Space colonization means we survive global nuclear war, bioweapon use, and environmental destruction
Koschara, ’01 (Fred, Major in Planetary Studies, L5 Development Group, http://www.l5development.com/fkespace/financial-return.html)
Potentially one of the greatest benefits that may be achieved by the space colonies is nuclear survival, and the ability to live past any other types of mass genocide that become available. We have constructed ourselves a house of dynamite, and now live in fear that someone might light a match. If a global nuclear war were to break out, or if a deadly genetic experiment got released into the atmosphere, the entire human race could be destroyed in a very short period of time.

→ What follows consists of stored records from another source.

#[cfg(test)]
mod tests {
    use super::*;
    use chain_shared::KeyPair;

    fn test_config(dir: &std::path::Path) -> ChainConfig {
        ChainConfig {
            block_data_dir: dir.join("blocks").to_string_lossy().to_string(),
            utxo_set_path: dir.join("utxos.dat").to_string_lossy().to_string(),
            mempool_path: dir.join("mempool.json").to_string_lossy().to_string(),
            blocks_per_store_file: 4,
            difficulty_adjustment_period: 4,
            merge_buffer_height: 5,
            merge_floor_height: 3,
            initial_difficulty: 0x2000_FFFF,
            ..ChainConfig::default()
        }
    }

    fn coinbase_block(prev: Hash256, timestamp: Timestamp, reward: f32, keypair: &KeyPair) -> Block {
        let mut tx = Transaction::new(vec![], vec![Utxo::new_output(keypair.public_key.clone(), reward, 0)]);
        tx.make();
        Block::new(prev, timestamp, 0x2000_FFFF, vec![], vec![tx])
    }

    #[test]
    fn genesis_block_is_accepted_and_becomes_tip() {
        let dir = tempfile::tempdir().unwrap();
        let mut engine = ChainEngine::open(test_config(dir.path())).unwrap();
        let keypair = KeyPair::generate();

        let genesis = coinbase_block(Hash256::zero(), 1, 10.0, &keypair);
        let expected_hash = genesis.hash();

        let status = engine.submit_block(genesis).unwrap();
        assert_eq!(status, BlockStatus::Valid);
        assert_eq!(engine.height(), 1);
        assert_eq!(engine.tophash(), expected_hash);
        assert_eq!(engine.established_height(), 0);
    }

    #[test]
    fn wrong_difficulty_is_rejected() {
        let dir = tempfile::tempdir().unwrap();
        let mut engine = ChainEngine::open(test_config(dir.path())).unwrap();
        let keypair = KeyPair::generate();

        let mut tx = Transaction::new(vec![], vec![Utxo::new_output(keypair.public_key, 10.0, 0)]);
        tx.make();
        let bad_block = Block::new(Hash256::zero(), 1, 0x20FF_FFFF, vec![], vec![tx]);

        let status = engine.submit_block(bad_block).unwrap();
        assert_eq!(status, BlockStatus::InvalidDifficulty);
        assert_eq!(engine.height(), 0);
    }

    #[test]
    fn second_coinbase_in_one_block_is_rejected() {
        let dir = tempfile::tempdir().unwrap();
        let mut engine = ChainEngine::open(test_config(dir.path())).unwrap();
        let keypair = KeyPair::generate();

        let mut tx_a = Transaction::new(vec![], vec![Utxo::new_output(keypair.public_key.clone(), 10.0, 0)]);
        tx_a.make();
        let mut tx_b = Transaction::new(vec![], vec![Utxo::new_output(keypair.public_key, 10.0, 0)]);
        tx_b.make();

        let block = Block::new(Hash256::zero(), 1, 0x2000_FFFF, vec![], vec![tx_a, tx_b]);
        let status = engine.submit_block(block).unwrap();
        assert_eq!(status, BlockStatus::InvalidTxMultipleRewards);
    }

    #[test]
    fn coinbase_exceeding_reward_cap_is_rejected() {
        let dir = tempfile::tempdir().unwrap();
        let mut engine = ChainEngine::open(test_config(dir.path())).unwrap();
        let keypair = KeyPair::generate();

        let over_cap = coinbase_block(Hash256::zero(), 1, 11.0, &keypair);
        assert_eq!(
            engine.submit_block(over_cap).unwrap(),
            BlockStatus::InvalidTxWrongRewardAmount
        );

        let at_cap = coinbase_block(Hash256::zero(), 1, 10.0, &keypair);
        assert_eq!(engine.submit_block(at_cap).unwrap(), BlockStatus::Valid);
    }

    #[test]
    fn sibling_forks_are_both_admitted_then_merged_down_to_one() {
        let dir = tempfile::tempdir().unwrap();
        let mut engine = ChainEngine::open(test_config(dir.path())).unwrap();
        let keypair = KeyPair::generate();

        let genesis = coinbase_block(Hash256::zero(), 1, 10.0, &keypair);
        let genesis_hash = genesis.hash();
        assert_eq!(engine.submit_block(genesis).unwrap(), BlockStatus::Valid);

        let branch_a = coinbase_block(genesis_hash, 2, 10.0, &keypair);
        let branch_a_hash = branch_a.hash();
        assert_eq!(engine.submit_block(branch_a).unwrap(), BlockStatus::Valid);

        let branch_b = coinbase_block(genesis_hash, 2, 10.0, &keypair);
        if branch_b.hash() != branch_a_hash {
            assert_eq!(engine.submit_block(branch_b).unwrap(), BlockStatus::Valid);
        }

        let mut tip = branch_a_hash;
        for t in 3..=8 {
            let next = coinbase_block(tip, t, 10.0, &keypair);
            tip = next.hash();
            assert_eq!(engine.submit_block(next).unwrap(), BlockStatus::Valid);
        }

        assert_eq!(engine.tophash(), tip);
        assert!(engine.established_height() >= 1);
    }

    #[test]
    fn spending_the_same_output_twice_on_sibling_branches_is_fine_but_thrice_is_not() {
        let dir = tempfile::tempdir().unwrap();
        let mut engine = ChainEngine::open(test_config(dir.path())).unwrap();
        let keypair = KeyPair::generate();

        let genesis = coinbase_block(Hash256::zero(), 1, 10.0, &keypair);
        let genesis_hash = genesis.hash();
        let funded_output = genesis.transactions()[0].outputs()[0].clone();
        assert_eq!(engine.submit_block(genesis).unwrap(), BlockStatus::Valid);

        let spend = |nonce_seed: f32| {
            let mut input = funded_output.clone();
            let change = Utxo::new_output(keypair.public_key.clone(), nonce_seed, 0);
            input.sign(&keypair.private_key, std::slice::from_ref(&change)).unwrap();
            let mut tx = Transaction::new(vec![input], vec![change]);
            tx.make();
            tx
        };

        let block_a = Block::new(genesis_hash, 2, 0x2000_FFFF, vec![], vec![spend(9.0)]);
        assert_eq!(engine.submit_block(block_a.clone()).unwrap(), BlockStatus::Valid);

        let block_b = Block::new(genesis_hash, 2, 0x2000_FFFF, vec![], vec![spend(8.0)]);
        if block_b.hash() != block_a.hash() {
            assert_eq!(engine.submit_block(block_b).unwrap(), BlockStatus::Valid);
        }

        let block_c = Block::new(block_a.hash(), 3, 0x2000_FFFF, vec![], vec![spend(7.0)]);
        assert_eq!(
            engine.submit_block(block_c).unwrap(),
            BlockStatus::InvalidTxUtxoIsSpent
        );
    }
}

In addition, many corporate attitudes seem concerned with only maximizing today's bottom line, with no concern for the future. This outlook leads to dumping amazingly toxic wastes into the atmosphere and oceans, a move which can only bring harm in the long run. Humanity has to diversify its hold in the universe if it is to survive. Only through space colonization is that option available, and we had all best hope we're not to late.